1 Clarifying Questions & Scope

Dimension	Clarification	Assumption
Assignment Groups	How many groups per customer?	50-500 groups per customer
Ticket Volume	Daily ticket volume per customer?	100-10K tickets/day per customer
Cross-Customer Learning	Can we learn patterns across orgs?	Yes — Collective Learning (share weights, not data)
Input Fields	What ticket data is available?	All fields: short desc, description, category, subcategory, priority, department, location
Low Confidence	What happens when model is unsure?	Low confidence tickets routed to human for manual triage

2 Key Insight: The Small Data Problem

THE MAIN CHALLENGE IS SMALL DATA. A single organization with 2,000 employees might have only 1,000 training examples across 50 groups. That's just 20 tickets per group on average — far too few for any ML model to learn reliable patterns. The solution: COLLECTIVE LEARNING across all customers.

Think of it this way: individually, each customer has too little data. But collectively, 350 customers generate millions of tickets. The challenge is learning shared patterns (like "password" relates to "access management") while respecting that each customer's group names and routing rules are different.

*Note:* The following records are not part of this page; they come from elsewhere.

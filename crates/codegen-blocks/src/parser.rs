//! Scanning text for manual sections.
//!
//! The scan is line based and strict: every begin marker needs an end marker
//! before the next begin marker or the end of the text, and a name may only
//! appear once. Anything else means the text cannot be merged safely.

use crate::error::{Error, Result};
use crate::marker::{MarkerLine, RegionMarker, validate_region_name};
use std::collections::HashSet;

/// A manual section found in a text.
#[derive(Debug, Clone, PartialEq, Eq)]
pub struct ManualRegion {
    /// The name from the begin marker.
    pub name: String,
    /// Raw text between the marker lines, line terminators included.
    pub content: String,
    /// The 1-based line number of the begin marker.
    pub start_line: usize,
    /// The 1-based line number of the end marker.
    pub end_line: usize,
}

/// A slice of scanned text: either generated text (marker lines included)
/// or the content of one manual section.
#[derive(Debug, Clone, Copy, PartialEq, Eq)]
pub(crate) enum Piece<'a> {
    Generated(&'a str),
    Manual {
        name: &'a str,
        content: &'a str,
        start_line: usize,
        end_line: usize,
    },
}

#[derive(Clone, Copy)]
struct OpenRegion<'a> {
    name: &'a str,
    content_start: usize,
    start_line: usize,
}

pub(crate) fn scan<'a>(text: &'a str, marker: &RegionMarker) -> Result<Vec<Piece<'a>>> {
    let mut pieces = Vec::new();
    let mut seen = HashSet::new();
    let mut open: Option<OpenRegion<'a>> = None;
    let mut generated_start = 0;
    let mut offset = 0;

    for (idx, line) in text.split_inclusive('\n').enumerate() {
        let line_no = idx + 1;
        let line_start = offset;
        offset += line.len();

        match (marker.classify(line), open) {
            (None, _) => {}
            (Some(MarkerLine::Begin(name)), None) => {
                validate_region_name(name).map_err(|_| {
                    Error::corrupt(line_no, format!("invalid section name {name:?}"))
                })?;
                if !seen.insert(name) {
                    return Err(Error::DuplicateRegion {
                        name: name.to_string(),
                    });
                }
                open = Some(OpenRegion {
                    name,
                    content_start: offset,
                    start_line: line_no,
                });
            }
            (Some(MarkerLine::Begin(name)), Some(current)) => {
                return Err(Error::corrupt(
                    line_no,
                    format!(
                        "section {name:?} begins before section {:?} ends",
                        current.name
                    ),
                ));
            }
            (Some(MarkerLine::End), Some(current)) => {
                pieces.push(Piece::Generated(&text[generated_start..current.content_start]));
                pieces.push(Piece::Manual {
                    name: current.name,
                    content: &text[current.content_start..line_start],
                    start_line: current.start_line,
                    end_line: line_no,
                });
                generated_start = line_start;
                open = None;
            }
            (Some(MarkerLine::End), None) => {
                return Err(Error::corrupt(
                    line_no,
                    "END MANUAL SECTION without a matching BEGIN",
                ));
            }
        }
    }

    if let Some(current) = open {
        return Err(Error::corrupt(
            current.start_line,
            format!("section {:?} is never closed", current.name),
        ));
    }

    pieces.push(Piece::Generated(&text[generated_start..]));
    Ok(pieces)
}

/// Extract every manual section of `text`, in order of appearance.
///
/// # Example
/// ```
/// use codegen_blocks::{RegionMarker, extract_all};
///
/// let text = "fn demo() {\n/* BEGIN MANUAL SECTION body */\nreturn 1;\n/* END MANUAL SECTION */\n}\n";
/// let regions = extract_all(text, &RegionMarker::default()).unwrap();
/// assert_eq!(regions.len(), 1);
/// assert_eq!(regions[0].name, "body");
/// assert_eq!(regions[0].content, "return 1;\n");
/// ```
pub fn extract_all(text: &str, marker: &RegionMarker) -> Result<Vec<ManualRegion>> {
    Ok(scan(text, marker)?
        .into_iter()
        .filter_map(|piece| match piece {
            Piece::Manual {
                name,
                content,
                start_line,
                end_line,
            } => Some(ManualRegion {
                name: name.to_string(),
                content: content.to_string(),
                start_line,
                end_line,
            }),
            Piece::Generated(_) => None,
        })
        .collect())
}

/// Find a single manual section by name.
pub fn find_region(text: &str, marker: &RegionMarker, name: &str) -> Result<Option<ManualRegion>> {
    Ok(extract_all(text, marker)?
        .into_iter()
        .find(|region| region.name == name))
}

/// Remove the content of every manual section, keeping the marker lines.
///
/// What remains is exactly the generator-owned text of a partially
/// generated file.
pub fn strip_manual_content(text: &str, marker: &RegionMarker) -> Result<String> {
    Ok(scan(text, marker)?
        .into_iter()
        .filter_map(|piece| match piece {
            Piece::Generated(generated) => Some(generated),
            Piece::Manual { .. } => None,
        })
        .collect())
}
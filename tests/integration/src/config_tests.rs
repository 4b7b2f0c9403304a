//! Generation driven by a configuration file

use assert_fs::TempDir;
use assert_fs::prelude::*;
use codegen_core::{
    CodegenConfig, CommentStyle, Error, FileWriter, GeneratedDocument, SaveStatus, TextAssembler,
};
use predicates::prelude::*;
use pretty_assertions::assert_eq;

const PYTHON_CONFIG: &str = r#"
spaces_per_indent = 4
max_line_length = 40
comment_style = "hash"
file_header = ["Copyright (c) Example Corp."]
"#;

fn python_module(config: &CodegenConfig, path: &std::path::Path) -> GeneratedDocument {
    let mut body = TextAssembler::new(config);
    body.append_line("def handler(event, context):").indent();
    body.manual_section("handler", "pass").unwrap();
    body.unindent();
    GeneratedDocument::new(path, body.finalize()).with_preamble("#!/usr/bin/env python3")
}

#[test]
fn hash_style_project_from_a_config_file() {
    let temp = TempDir::new().unwrap();
    let config_file = temp.child("codegen.toml");
    config_file.write_str(PYTHON_CONFIG).unwrap();
    let config = CodegenConfig::load(config_file.path()).unwrap();
    assert_eq!(config.comment_style, CommentStyle::Hash);

    let target = temp.child("handler.py");
    let doc = python_module(&config, target.path());
    let writer = FileWriter::new(config.clone());
    writer.save(&doc).unwrap();

    let expected_body = "def handler(event, context):\n    # BEGIN MANUAL SECTION handler\n    pass\n    # END MANUAL SECTION\n";
    target.assert(predicate::str::starts_with(
        "#!/usr/bin/env python3\n# Copyright (c) Example Corp.\n#\n# This file is partially generated.",
    ));
    target.assert(predicate::str::ends_with(expected_body));

    let edited = std::fs::read_to_string(target.path())
        .unwrap()
        .replace("    pass\n", "    return {\"ok\": True}\n");
    target.write_str(&edited).unwrap();

    let report = writer.save(&doc).unwrap();
    assert_eq!(report.status, SaveStatus::Unchanged);
    target.assert(predicate::str::contains("    return {\"ok\": True}\n"));
}

#[test]
fn unknown_config_keys_are_rejected() {
    let temp = TempDir::new().unwrap();
    let config_file = temp.child("codegen.toml");
    config_file.write_str("indent_width = 4\n").unwrap();

    let err = CodegenConfig::load(config_file.path()).unwrap_err();
    assert!(matches!(err, Error::ConfigParse { .. }));
    assert!(err.to_string().contains("codegen.toml"));
}

#[cfg(unix)]
#[test]
fn configured_formatter_runs_before_signing() {
    let temp = TempDir::new().unwrap();
    let config = CodegenConfig::from_toml_str(
        r#"
comment_style = "hash"

[formatter]
command = "sed"
args = ["s/pass/return None/"]
extensions = ["py"]
"#,
    )
    .unwrap();

    let target = temp.child("handler.py");
    let writer = FileWriter::new(config.clone());
    writer.save(&python_module(&config, target.path())).unwrap();
    target.assert(predicate::str::contains("  return None\n"));

    // Formatted output is stable: a second run finds nothing to change
    let report = writer.save(&python_module(&config, target.path())).unwrap();
    assert_eq!(report.status, SaveStatus::Unchanged);

    // Files outside the allow-list are not formatted
    let notes = temp.child("notes.txt");
    writer
        .save(&GeneratedDocument::new(notes.path(), "pass"))
        .unwrap();
    notes.assert(predicate::str::contains("pass\n"));
}

#[cfg(unix)]
#[test]
fn formatter_that_mangles_the_token_is_an_error() {
    let temp = TempDir::new().unwrap();
    let config = CodegenConfig::from_toml_str(
        r#"
[formatter]
command = "tr"
args = ["a-z", "A-Z"]
"#,
    )
    .unwrap();

    let target = temp.child("shout.txt");
    let err = FileWriter::new(config)
        .save(&GeneratedDocument::new(target.path(), "quiet\n"))
        .unwrap_err();
    assert!(matches!(err, Error::SigningToken { found: 0, .. }));
    target.assert(predicate::path::missing());
}
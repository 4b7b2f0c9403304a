//! Carrying manual sections from an old text into a freshly generated one.

use crate::error::Result;
use crate::marker::RegionMarker;
use crate::parser::{ManualRegion, Piece, scan};
use std::collections::HashSet;

/// Result of [`splice_regions`].
#[derive(Debug, Clone, PartialEq, Eq)]
pub struct Splice {
    /// The new text with preserved manual content spliced in.
    pub text: String,
    /// Old sections whose name no longer exists in the new text.
    pub dropped: Vec<ManualRegion>,
}

/// Replace the content of each manual section in `new_text` with the content
/// of the same-named section in `old_regions`.
///
/// Sections of the new text with no old counterpart keep the content the
/// generator produced. Old sections with no counterpart are returned in
/// [`Splice::dropped`] in their original order; the caller decides how to
/// surface the loss.
///
/// # Errors
/// Fails if `new_text` itself has unbalanced markers or duplicate names.
///
/// # Example
/// ```
/// use codegen_blocks::{ManualRegion, RegionMarker, splice_regions};
///
/// let marker = RegionMarker::default();
/// let old = vec![ManualRegion {
///     name: "body".into(),
///     content: "return 42;\n".into(),
///     start_line: 2,
///     end_line: 4,
/// }];
/// let fresh = "/* BEGIN MANUAL SECTION body */\n// TODO\n/* END MANUAL SECTION */\n";
/// let splice = splice_regions(fresh, &marker, &old).unwrap();
/// assert!(splice.text.contains("return 42;"));
/// assert!(splice.dropped.is_empty());
/// ```
pub fn splice_regions(
    new_text: &str,
    marker: &RegionMarker,
    old_regions: &[ManualRegion],
) -> Result<Splice> {
    let pieces = scan(new_text, marker)?;
    let mut text = String::with_capacity(new_text.len());
    let mut present = HashSet::new();

    for piece in pieces {
        match piece {
            Piece::Generated(generated) => text.push_str(generated),
            Piece::Manual { name, content, .. } => {
                present.insert(name);
                match old_regions.iter().find(|region| region.name == name) {
                    Some(old) => text.push_str(&old.content),
                    None => {
                        tracing::debug!(section = name, "No previous content, keeping generated default");
                        text.push_str(content);
                    }
                }
            }
        }
    }

    let dropped = old_regions
        .iter()
        .filter(|region| !present.contains(region.name.as_str()))
        .cloned()
        .collect();

    Ok(Splice { text, dropped })
}
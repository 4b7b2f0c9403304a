//! Signed generated source files that survive regeneration.
//!
//! - [`TextAssembler`] builds the body text with indentation tracking and
//!   width-aware line breaking.
//! - [`GeneratedDocument`] wraps a body with its doc-block and signing token.
//! - [`SignatureCodec`] signs text and tells valid, tampered, and unsigned
//!   files apart.
//! - [`MergeEngine`] decides whether the previous file may be replaced and
//!   carries its manual sections over.
//! - [`FileWriter`] runs the merge and writes the result atomically, only
//!   when it changes.
//!
//! ```no_run
//! use codegen_core::{CodegenConfig, FileWriter, GeneratedDocument, TextAssembler};
//!
//! # fn main() -> codegen_core::Result<()> {
//! let config = CodegenConfig::default();
//! let mut body = TextAssembler::new(&config);
//! body.append_line("function extra(): int {").indent();
//! body.manual_section("Extra", "// TODO")?;
//! body.unindent().append_line("}");
//!
//! let doc = GeneratedDocument::new("gen/extra.php", body.finalize());
//! let report = FileWriter::new(config).save(&doc)?;
//! println!("{:?}", report.status);
//! # Ok(())
//! # }
//! ```

pub mod assembler;
pub mod config;
pub mod document;
pub mod error;
pub mod formatter;
pub mod logging;
pub mod merge;
pub mod signature;
pub mod writer;

pub use assembler::{SUGGESTED_BREAK, TextAssembler, pack_segments};
pub use config::{CodegenConfig, FormatterConfig};
pub use document::GeneratedDocument;
pub use error::{Error, Result};
pub use formatter::{CommandFormatter, Formatter, FormatterError};
pub use merge::{DroppedRegion, MergeAction, MergeEngine, MergeOutcome};
pub use signature::{FileKind, HASH_LEN, SignatureCodec, SignatureVerdict};
pub use writer::{FileWriter, SaveReport, SaveStatus};

// Re-export the lower layers so generators need only one dependency
pub use codegen_blocks::{self as blocks, CommentStyle, ManualRegion, RegionMarker};
pub use codegen_fs as fs;
//! Deciding how a fresh generation combines with the previous file.
//!
//! | Previous file                     | Result                                  |
//! |-----------------------------------|-----------------------------------------|
//! | missing                           | fresh signed text                       |
//! | present, no signature             | [`Error::NoSignature`]                  |
//! | present, signature does not match | [`Error::BadSignature`] / [`Error::CorruptRegion`] |
//! | valid, fully generated            | fresh signed text                       |
//! | valid, partially generated        | fresh text with old manual sections spliced in |
//!
//! Unsigned documents go through the same table; they only skip the final
//! signing step. Since their own output carries no signature, an unsigned
//! file is only accepted as-is when it already holds exactly the new
//! content. Documents marked [`with_clobber`] replace whatever is on disk.
//!
//! [`with_clobber`]: GeneratedDocument::with_clobber

use crate::config::CodegenConfig;
use crate::document::GeneratedDocument;
use crate::formatter::Formatter;
use crate::signature::{FileKind, SignatureCodec, SignatureVerdict};
use crate::{Error, Result};
use codegen_blocks::{extract_all, splice_regions};

/// Manual content that had no place in the new generation.
///
/// Not an error: the merge still succeeds, but the caller must surface it.
#[derive(Debug, Clone, PartialEq, Eq)]
pub struct DroppedRegion {
    pub name: String,
    pub content: String,
}

/// What the merge did with the previous file.
#[derive(Debug, Clone, Copy, PartialEq, Eq)]
pub enum MergeAction {
    /// No previous file.
    Created,
    /// Previous fully generated file replaced.
    Regenerated,
    /// Manual sections of the previous file carried over.
    Merged,
    /// Previous file replaced without inspection, as the document asked.
    Clobbered,
}

#[derive(Debug, Clone, PartialEq, Eq)]
pub struct MergeOutcome {
    /// Final text; signed unless the document is unsigned.
    pub content: String,
    pub kind: FileKind,
    pub action: MergeAction,
    pub dropped: Vec<DroppedRegion>,
}

/// Combines a [`GeneratedDocument`] with the previous content of its file.
pub struct MergeEngine<'a> {
    config: &'a CodegenConfig,
    codec: SignatureCodec,
    formatter: Option<&'a dyn Formatter>,
}

impl<'a> MergeEngine<'a> {
    pub fn new(config: &'a CodegenConfig) -> Self {
        Self {
            config,
            codec: SignatureCodec::new(config.region_marker()),
            formatter: None,
        }
    }

    pub fn with_formatter(mut self, formatter: &'a dyn Formatter) -> Self {
        self.formatter = Some(formatter);
        self
    }

    /// Produce the text to write for `doc`, given the file's current
    /// content (`None` if it does not exist).
    ///
    /// # Errors
    /// Refuses with [`Error::NoSignature`], [`Error::BadSignature`], or
    /// [`Error::CorruptRegion`] when `old` cannot be replaced safely.
    /// Formatter and signing failures are passed on.
    pub fn merge(&self, doc: &GeneratedDocument, old: Option<&str>) -> Result<MergeOutcome> {
        let kind = doc.kind(&self.config.region_marker());
        let rendered = doc.render(self.config);

        let (merged, action, dropped) = match old {
            None => (rendered, MergeAction::Created, Vec::new()),
            Some(_) if doc.clobbers() => {
                tracing::debug!(path = %doc.path().display(), "Clobbering previous content");
                (rendered, MergeAction::Clobbered, Vec::new())
            }
            Some(old) => self.reconcile(doc, kind, old, rendered)?,
        };

        for region in &dropped {
            tracing::warn!(
                path = %doc.path().display(),
                section = %region.name,
                "Manual section is no longer generated; its content is dropped"
            );
        }

        let content = self.finish(doc, kind, merged)?;
        tracing::debug!(path = %doc.path().display(), ?action, %kind, "Merged document");

        Ok(MergeOutcome {
            content,
            kind,
            action,
            dropped,
        })
    }

    fn reconcile(
        &self,
        doc: &GeneratedDocument,
        kind: FileKind,
        old: &str,
        rendered: String,
    ) -> Result<(String, MergeAction, Vec<DroppedRegion>)> {
        let marker = self.config.region_marker();
        let path = doc.path().to_path_buf();

        match self.codec.verify(old) {
            SignatureVerdict::Absent => {
                // Unsigned output has no token to check; only an exact match is ours
                if !doc.is_signed() && self.finish(doc, kind, rendered.clone())? == old {
                    Ok((rendered, MergeAction::Regenerated, Vec::new()))
                } else {
                    Err(Error::NoSignature { path })
                }
            }
            SignatureVerdict::Invalid(FileKind::PartiallyGenerated) => {
                match extract_all(old, &marker) {
                    Err(source) => Err(Error::CorruptRegion { path, source }),
                    Ok(_) => Err(Error::BadSignature { path }),
                }
            }
            SignatureVerdict::Invalid(FileKind::Generated) => Err(Error::BadSignature { path }),
            SignatureVerdict::Valid(FileKind::Generated) => {
                Ok((rendered, MergeAction::Regenerated, Vec::new()))
            }
            SignatureVerdict::Valid(FileKind::PartiallyGenerated) => {
                let regions = extract_all(old, &marker)
                    .map_err(|source| Error::CorruptRegion { path, source })?;
                let splice = splice_regions(&rendered, &marker, &regions)?;
                let dropped = splice
                    .dropped
                    .into_iter()
                    .map(|region| DroppedRegion {
                        name: region.name,
                        content: region.content,
                    })
                    .collect();
                Ok((splice.text, MergeAction::Merged, dropped))
            }
        }
    }

    /// Format, then sign if the document is signed.
    fn finish(&self, doc: &GeneratedDocument, kind: FileKind, text: String) -> Result<String> {
        let formatted = self.format(doc, text)?;
        if doc.is_signed() {
            self.codec.sign(kind, &formatted)
        } else {
            Ok(formatted)
        }
    }

    fn format(&self, doc: &GeneratedDocument, text: String) -> Result<String> {
        let Some(formatter) = self.formatter else {
            return Ok(text);
        };
        let extension = doc.path().extension().and_then(|ext| ext.to_str());
        formatter
            .format(&text, extension)
            .map_err(|source| Error::Formatter {
                path: doc.path().to_path_buf(),
                source,
            })
    }
}

#[cfg(test)]
mod tests {
    use super::*;
    use crate::formatter::FormatterError;

    fn partial_body(content: &str) -> String {
        format!(
            "function extra(): int {{\n/* BEGIN MANUAL SECTION Extra */\n{content}\n/* END MANUAL SECTION */\n}}\n"
        )
    }

    #[test]
    fn unsigned_documents_carry_no_token() {
        let config = CodegenConfig::default();
        let doc = GeneratedDocument::new("out.txt", "plain").with_signature(false);
        let outcome = MergeEngine::new(&config).merge(&doc, None).unwrap();
        assert_eq!(outcome.action, MergeAction::Created);
        assert_eq!(outcome.content, "plain\n");
    }

    #[test]
    fn unsigned_documents_refuse_foreign_content() {
        let config = CodegenConfig::default();
        let doc = GeneratedDocument::new("out.txt", "plain").with_signature(false);
        let err = MergeEngine::new(&config)
            .merge(&doc, Some("anything at all"))
            .unwrap_err();
        assert!(matches!(err, Error::NoSignature { .. }));
    }

    #[test]
    fn unsigned_documents_accept_their_own_output() {
        let config = CodegenConfig::default();
        let doc = GeneratedDocument::new("out.txt", "plain").with_signature(false);
        let outcome = MergeEngine::new(&config)
            .merge(&doc, Some("plain\n"))
            .unwrap();
        assert_eq!(outcome.action, MergeAction::Regenerated);
        assert_eq!(outcome.content, "plain\n");
    }

    #[test]
    fn unsigned_documents_keep_manual_sections_of_a_signed_file() {
        let config = CodegenConfig::default();
        let engine = MergeEngine::new(&config);
        let signed = engine
            .merge(&GeneratedDocument::new("a.php", partial_body("// TODO")), None)
            .unwrap();
        let edited = signed.content.replace("// TODO", "return 42;");

        let unsigned = GeneratedDocument::new("a.php", "plain\n").with_signature(false);
        let outcome = engine.merge(&unsigned, Some(&edited)).unwrap();
        assert_eq!(outcome.action, MergeAction::Merged);
        assert_eq!(
            outcome.dropped,
            vec![DroppedRegion {
                name: "Extra".to_string(),
                content: "return 42;\n".to_string(),
            }]
        );
        assert!(!SignatureCodec::is_signed(&outcome.content));
    }

    #[test]
    fn clobber_replaces_anything() {
        let config = CodegenConfig::default();
        let doc = GeneratedDocument::new("out.txt", "plain")
            .with_signature(false)
            .with_clobber(true);
        let outcome = MergeEngine::new(&config)
            .merge(&doc, Some("hand written"))
            .unwrap();
        assert_eq!(outcome.action, MergeAction::Clobbered);
        assert_eq!(outcome.content, "plain\n");
    }

    #[test]
    fn formatter_runs_before_signing() {
        let config = CodegenConfig::default();
        let shout = |source: &str, _: Option<&str>| -> std::result::Result<String, FormatterError> {
            Ok(source.replace("return", "RETURN"))
        };
        let doc = GeneratedDocument::new("a.php", partial_body("return 1;"));
        let outcome = MergeEngine::new(&config)
            .with_formatter(&shout)
            .merge(&doc, None)
            .unwrap();

        assert!(outcome.content.contains("RETURN 1;"));
        assert_eq!(
            SignatureCodec::new(config.region_marker()).verify(&outcome.content),
            SignatureVerdict::Valid(FileKind::PartiallyGenerated)
        );
    }

    #[test]
    fn formatter_failure_names_the_file() {
        let config = CodegenConfig::default();
        let broken = |_: &str, _: Option<&str>| -> std::result::Result<String, FormatterError> {
            Err(FormatterError::Rejected("syntax error".to_string()))
        };
        let doc = GeneratedDocument::new("gen/a.php", "x\n");
        let err = MergeEngine::new(&config)
            .with_formatter(&broken)
            .merge(&doc, None)
            .unwrap_err();
        assert!(matches!(err, Error::Formatter { ref path, .. } if path.ends_with("a.php")));
    }

    #[test]
    fn formatter_dropping_the_token_fails_signing() {
        let config = CodegenConfig::default();
        let strip = |_: &str, _: Option<&str>| -> std::result::Result<String, FormatterError> {
            Ok("stripped\n".to_string())
        };
        let doc = GeneratedDocument::new("a.php", "x\n");
        let err = MergeEngine::new(&config)
            .with_formatter(&strip)
            .merge(&doc, None)
            .unwrap_err();
        assert!(matches!(err, Error::SigningToken { found: 0, .. }));
    }
}
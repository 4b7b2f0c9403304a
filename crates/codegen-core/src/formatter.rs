//! Hook for a language-specific pretty printer.
//!
//! The formatter runs on merged text before signing, so the signature
//! always covers the formatted bytes.

use crate::config::FormatterConfig;
use std::io::Write;
use std::process::{Command, Stdio};

#[derive(Debug, thiserror::Error)]
pub enum FormatterError {
    #[error("Failed to run {command}: {source}")]
    Spawn {
        command: String,
        #[source]
        source: std::io::Error,
    },

    #[error("{command} exited with {status}: {stderr}")]
    Failed {
        command: String,
        status: String,
        stderr: String,
    },

    #[error("{command} produced output that is not valid UTF-8")]
    InvalidOutput { command: String },

    #[error("{0}")]
    Rejected(String),
}

/// Reformats source text.
///
/// `extension` is the target file's extension, if it has one.
pub trait Formatter: Send + Sync {
    fn format(&self, source: &str, extension: Option<&str>) -> Result<String, FormatterError>;
}

impl<F> Formatter for F
where
    F: Fn(&str, Option<&str>) -> Result<String, FormatterError> + Send + Sync,
{
    fn format(&self, source: &str, extension: Option<&str>) -> Result<String, FormatterError> {
        self(source, extension)
    }
}

/// Pipes text through an external program (stdin to stdout).
#[derive(Debug, Clone, PartialEq, Eq)]
pub struct CommandFormatter {
    command: String,
    args: Vec<String>,
    extensions: Vec<String>,
}

impl CommandFormatter {
    pub fn new(command: impl Into<String>) -> Self {
        Self {
            command: command.into(),
            args: Vec::new(),
            extensions: Vec::new(),
        }
    }

    pub fn with_args<I, S>(mut self, args: I) -> Self
    where
        I: IntoIterator<Item = S>,
        S: Into<String>,
    {
        self.args = args.into_iter().map(Into::into).collect();
        self
    }

    /// Restrict formatting to these extensions; other files pass through.
    pub fn with_extensions<I, S>(mut self, extensions: I) -> Self
    where
        I: IntoIterator<Item = S>,
        S: Into<String>,
    {
        self.extensions = extensions.into_iter().map(Into::into).collect();
        self
    }

    pub fn from_config(config: &FormatterConfig) -> Self {
        Self::new(config.command.clone())
            .with_args(config.args.iter().cloned())
            .with_extensions(config.extensions.iter().cloned())
    }

    fn applies_to(&self, extension: Option<&str>) -> bool {
        self.extensions.is_empty()
            || extension.is_some_and(|ext| {
                self.extensions
                    .iter()
                    .any(|allowed| allowed.eq_ignore_ascii_case(ext))
            })
    }

    fn spawn_error(&self, source: std::io::Error) -> FormatterError {
        FormatterError::Spawn {
            command: self.command.clone(),
            source,
        }
    }
}

impl Formatter for CommandFormatter {
    fn format(&self, source: &str, extension: Option<&str>) -> Result<String, FormatterError> {
        if !self.applies_to(extension) {
            return Ok(source.to_string());
        }

        tracing::debug!(command = %self.command, ?extension, "Running formatter");
        let mut child = Command::new(&self.command)
            .args(&self.args)
            .stdin(Stdio::piped())
            .stdout(Stdio::piped())
            .stderr(Stdio::piped())
            .spawn()
            .map_err(|e| self.spawn_error(e))?;

        // Feed stdin from a separate thread so a large output cannot block
        // the child while we are still writing.
        let mut stdin = child.stdin.take().ok_or_else(|| {
            self.spawn_error(std::io::Error::other("stdin was not captured"))
        })?;
        let input = source.to_string();
        let feeder = std::thread::spawn(move || stdin.write_all(input.as_bytes()));

        let output = child.wait_with_output().map_err(|e| self.spawn_error(e))?;
        let fed = feeder
            .join()
            .map_err(|_| FormatterError::Rejected("stdin writer panicked".to_string()))?;

        if !output.status.success() {
            return Err(FormatterError::Failed {
                command: self.command.clone(),
                status: output.status.to_string(),
                stderr: String::from_utf8_lossy(&output.stderr).trim().to_string(),
            });
        }
        fed.map_err(|e| self.spawn_error(e))?;

        String::from_utf8(output.stdout).map_err(|_| FormatterError::InvalidOutput {
            command: self.command.clone(),
        })
    }
}
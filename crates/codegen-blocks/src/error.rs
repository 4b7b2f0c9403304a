//! Error types for codegen-blocks

pub type Result<T> = std::result::Result<T, Error>;

#[derive(Debug, Clone, PartialEq, Eq, thiserror::Error)]
pub enum Error {
    #[error("Invalid manual section name {name:?}: names may only contain ASCII letters, digits, '_', '-', '.', and ':'")]
    InvalidRegionName { name: String },

    #[error("Corrupt manual section markers at line {line}: {message}")]
    CorruptRegion { line: usize, message: String },

    #[error("Manual section {name:?} appears more than once")]
    DuplicateRegion { name: String },
}

impl Error {
    pub(crate) fn corrupt(line: usize, message: impl Into<String>) -> Self {
        Self::CorruptRegion {
            line,
            message: message.into(),
        }
    }
}
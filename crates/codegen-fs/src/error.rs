//! Error types for codegen-fs

use std::path::PathBuf;

/// Result type for codegen-fs operations
pub type Result<T> = std::result::Result<T, Error>;

/// Errors that can occur in codegen-fs operations
#[derive(Debug, thiserror::Error)]
pub enum Error {
    #[error("I/O error at {path}: {source}")]
    Io {
        path: PathBuf,
        #[source]
        source: std::io::Error,
    },

    #[error("Lock acquisition failed for {path}")]
    LockFailed { path: PathBuf },

    #[error("Target path has no file name: {path}")]
    InvalidTarget { path: PathBuf },
}

impl Error {
    pub fn io(path: impl Into<PathBuf>, source: std::io::Error) -> Self {
        Self::Io {
            path: path.into(),
            source,
        }
    }
}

3 Back-of-Envelope Estimation

        Scale Numbers
        350 customers x 1,000 tickets/day avg = 350K tickets/day
Peak load: ~15 tickets/second
Inference latency: <100ms (classification, NOT generation)
Nightly retraining per customer (~35 min total pipeline)

      

Confidence Band	Threshold	Action
HIGH	>0.95	Auto-route immediately (no human in loop)
MEDIUM	0.70 - 0.95	Flag for human review with suggestion
LOW	<0.70	Route to manual triage queue

4 High-Level Architecture

  TICKET TRIAGE PIPELINE — 4 LAYERS
  ═══════════════════════════════════════════════════════════════════

  LAYER 1: FEATURE EXTRACTION
  ┌──────────────────────────────────────────────────────────────┐
  │  Incoming Ticket                                             │
  │  ┌─────────┬────────────┬──────┬─────────┬────────┬───────┐ │
  │  │ Short   │ Description│ Cat  │ SubCat  │Priority│ Dept  │ │
  │  │ Desc    │            │      │         │        │ + Loc │ │
  │  └────┬────┴─────┬──────┴──┬───┴────┬────┴───┬────┴───┬───┘ │
  │       └──────────┴─────────┴────────┴────────┴────────┘     │
  │                         ALL FIELDS                           │
  └──────────────────────────────┬───────────────────────────────┘
                                 │
  LAYER 2: BERT ENCODER          v
  ┌──────────────────────────────────────────────────────────────┐
  │  [SHORT] Cannot connect to VPN [DESC] Getting timeout error  │
  │  when trying to access corporate VPN from home [CAT] Network │
  │  [SUBCAT] VPN [PRIORITY] P2 [DEPT] Engineering [LOC] Remote  │
  │                                                              │
  │  Pre-trained BERT (shared across ALL customers)              │
  │  + Fine-tuned classification head (PER customer)             │
  └──────────────────────────────┬───────────────────────────────┘
                                 │
  LAYER 3: CONFIDENCE ROUTER     v
  ┌──────────────────────────────────────────────────────────────┐
  │  ┌──────────┐  ┌─────────────┐  ┌──────────────────────┐    │
  │  │ >0.95    │  │ 0.70-0.95   │  │ <0.70                │    │
  │  │AUTO-ROUTE│  │FLAG + SUGGEST│  │MANUAL TRIAGE         │    │
  │  │ (60-70%) │  │ (20-25%)    │  │ (5-10%)              │    │
  │  └──────────┘  └─────────────┘  └──────────────────────┘    │
  └──────────────────────────────┬───────────────────────────────┘
                                 │
  LAYER 4: FEEDBACK LOOP         v
  ┌──────────────────────────────────────────────────────────────┐
  │  Human corrections → Labeled data → Nightly retrain          │
  │  Misroutes tracked → Per-group accuracy dashboard            │
  └──────────────────────────────────────────────────────────────┘

5 Deep Dive 1: Feature Engineering

Use ALL Fields — Not Just Description

Classical ML approaches failed because they used only 1-2 fields (typically just the short description). The breakthrough insight is that ALL fields matter, especially structured fields like department and location.

Input Format

  TOKENIZED INPUT TO BERT:

  [SHORT] Cannot connect to VPN
  [DESC] Getting timeout error when trying to access corporate VPN
         from home office. Started after laptop update yesterday.
  [CAT] Network
  [SUBCAT] VPN
  [PRIORITY] P2
  [DEPT] Engineering
  [LOC] Remote

CRITICAL EXAMPLE — Why ALL Fields Matter:

The exact same ticket text "Cannot connect to VPN" routes to DIFFERENT groups depending on context:

Engineering + Remote → routes to "Network Security" (they manage VPN certificates for remote engineers)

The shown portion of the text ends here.